46 Daraus folgt, dass der Klage der Kommission stattzugeben und festzustellen ist, dass die Italienische Republik dadurch gegen ihre Verpflichtungen aus der Richtlinie 92/50 und insbesondere aus den Art. 11, 15 und 17 dieser Richtlinie verstoßen hat, dass die Presidenza del Consiglio dei Ministri – Dipartimento per la protezione civile – Ufficio del Commissario delegato per l’emergenza rifiuti e la tutela delle acque in Sicilia das Verfahren für den Abschluss der Verträge über die Verwertung des nach Durchführung der differenzierten Abfallsammlung verbleibenden Resthausmülls, der in den Gemeinden der Region Sizilien anfällt, eingeleitet und diese Verträge geschlossen hat, ohne die in der genannten Richtlinie vorgesehenen Verfahren anzuwenden und insbesondere ohne die entsprechende Vergabebekanntmachung im Amtsblatt der Europäischen Gemeinschaften zu veröffentlichen.
Kosten
47 Nach Art. 69 § 2 der Verfahrensordnung ist die unterliegende Partei auf Antrag zur Tragung der Kosten zu verurteilen. Da die Italienische Republik mit ihrem Vorbringen unterlegen ist, sind ihr auf Antrag der Kommission die Kosten aufzuerlegen.

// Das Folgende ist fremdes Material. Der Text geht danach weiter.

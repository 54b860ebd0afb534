// Copyright 2025-Present Datadog, Inc. https://www.datadoghq.com/
// SPDX-License-Identifier: Apache-2.0

use std::error::Error;
use std::time::{SystemTime, UNIX_EPOCH};

use serde::Serialize;
use serde_json::{Map, Value};

use crate::event_formatter::{BodyFormat, FormattedEvent};

/// Arbitrary key/value data attached to an event or a transaction.
pub type Payload = Map<String, Value>;

/// Seconds since the Unix epoch, as sent to the collector.
#[must_use]
pub fn unix_now() -> f64 {
    SystemTime::now()
        .duration_since(UNIX_EPOCH)
        .map(|elapsed| elapsed.as_secs_f64())
        .unwrap_or_default()
}

/// A finished, timed unit of work inside a transaction.
#[derive(Debug, Clone, PartialEq)]
pub struct Event {
    pub name: String,
    pub title: String,
    pub body: String,
    pub body_format: BodyFormat,
    /// Start, in seconds since the Unix epoch.
    pub time: f64,
    /// Milliseconds.
    pub duration: f64,
    /// Milliseconds spent in nested events.
    pub child_duration: f64,
    pub payload: Payload,
}

impl Event {
    #[must_use]
    pub fn new(name: impl Into<String>, time: f64, duration: f64, payload: Payload) -> Self {
        Self {
            name: name.into(),
            title: String::new(),
            body: String::new(),
            body_format: BodyFormat::Default,
            time,
            duration,
            child_duration: 0.0,
            payload,
        }
    }

    #[must_use]
    pub fn with_formatted(mut self, formatted: FormattedEvent) -> Self {
        self.title = formatted.title;
        self.body = formatted.body;
        self.body_format = formatted.body_format;
        self
    }

    #[must_use]
    pub fn with_child_duration(mut self, child_duration: f64) -> Self {
        self.child_duration = child_duration;
        self
    }

    /// End, in seconds since the Unix epoch.
    #[must_use]
    pub fn end(&self) -> f64 {
        self.time + self.duration / 1000.0
    }
}

/// The error recorded on a failed transaction.
#[derive(Debug, Clone, PartialEq, Eq, Serialize)]
pub struct ExceptionInfo {
    #[serde(rename = "exception")]
    pub class_name: String,
    pub message: String,
    pub backtrace: Vec<String>,
}

impl ExceptionInfo {
    #[must_use]
    pub fn new(
        class_name: impl Into<String>,
        message: impl Into<String>,
        backtrace: Vec<String>,
    ) -> Self {
        Self {
            class_name: class_name.into(),
            message: message.into(),
            backtrace,
        }
    }

    /// Records `error` under its type name, without path or generic
    /// arguments; its `source()` chain becomes the backtrace, outermost cause
    /// first.
    #[must_use]
    pub fn from_error<E: Error + 'static>(error: &E) -> Self {
        let type_name = std::any::type_name::<E>();
        let class_name = type_name
            .split('<')
            .next()
            .unwrap_or(type_name)
            .rsplit("::")
            .next()
            .unwrap_or_default()
            .to_string();
        let mut backtrace = Vec::new();
        let mut source = error.source();
        while let Some(cause) = source {
            backtrace.push(cause.to_string());
            source = cause.source();
        }
        Self::new(class_name, error.to_string(), backtrace)
    }
}

#[cfg(test)]
mod tests {
    use super::*;

    #[derive(Debug, thiserror::Error)]
    #[error("checkout failed")]
    struct CheckoutError {
        #[source]
        source: std::io::Error,
    }

    #[test]
    fn test_end_is_start_plus_duration() {
        let event = Event::new("sql.active_record", 1_000.0, 250.0, Payload::new());
        assert!((event.end() - 1_000.25).abs() < 1e-9);
    }

    #[test]
    fn test_exception_from_error() {
        let error = CheckoutError {
            source: std::io::Error::new(std::io::ErrorKind::Other, "connection reset"),
        };
        let info = ExceptionInfo::from_error(&error);
        assert_eq!(info.class_name, "CheckoutError");
        assert_eq!(info.message, "checkout failed");
        assert_eq!(info.backtrace, vec!["connection reset".to_string()]);
    }

    #[derive(Debug, thiserror::Error)]
    #[error("request to {0:?} failed")]
    struct RequestError<T: std::fmt::Debug>(T);

    #[test]
    fn test_exception_from_generic_error() {
        let error = RequestError(std::collections::HashMap::from([("id", 1)]));
        let info = ExceptionInfo::from_error(&error);
        assert_eq!(info.class_name, "RequestError");
        assert_eq!(info.message, "request to {\"id\": 1} failed");
        assert!(info.backtrace.is_empty());

        let nested = RequestError(RequestError(std::io::ErrorKind::Other));
        assert_eq!(ExceptionInfo::from_error(&nested).class_name, "RequestError");
    }

    #[test]
    fn test_exception_serializes_class_as_exception() {
        let info = ExceptionInfo::new("ArgumentError", "bad", vec!["app.rb:1".to_string()]);
        let value = serde_json::to_value(&info).expect("serializes");
        assert_eq!(value["exception"], "ArgumentError");
        assert_eq!(value["backtrace"][0], "app.rb:1");
    }
}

Aus diesen Gründen hat der Gerichtshof (Zweite Kammer) für Recht erkannt und entschieden:
1. Die Italienische Republik hat dadurch gegen ihre Verpflichtungen aus der Richtlinie 92/50/EWG des Rates vom 18. Juni 1992 über die Koordinierung der Verfahren zur Vergabe öffentlicher Dienstleistungsaufträge in der Fassung der Richtlinie 2001/78/EG der Kommission vom 13. September 2001 und insbesondere aus den Art. 11, 15 und 17 dieser Richtlinie verstoßen, dass die Presidenza del Consiglio dei Ministri – Dipartimento per la protezione civile – Ufficio del Commissario delegato per l’emergenza rifiuti e la tutela delle acque in Sicilia das Verfahren für den Abschluss der Verträge über die Verwertung des nach Durchführung der differenzierten Abfallsammlung verbleibenden Resthausmülls, der in den Gemeinden der Region Sizilien anfällt, eingeleitet und diese Verträge geschlossen hat, ohne die in der genannten Richtlinie vorgesehenen Verfahren anzuwenden und insbesondere ohne die entsprechende Vergabebekanntmachung im Amtsblatt der Europäischen Gemeinschaften zu veröffentlichen.
2. Die Italienische Republik trägt die Kosten.
Unterschriften
* Verfahrenssprache: Italienisch.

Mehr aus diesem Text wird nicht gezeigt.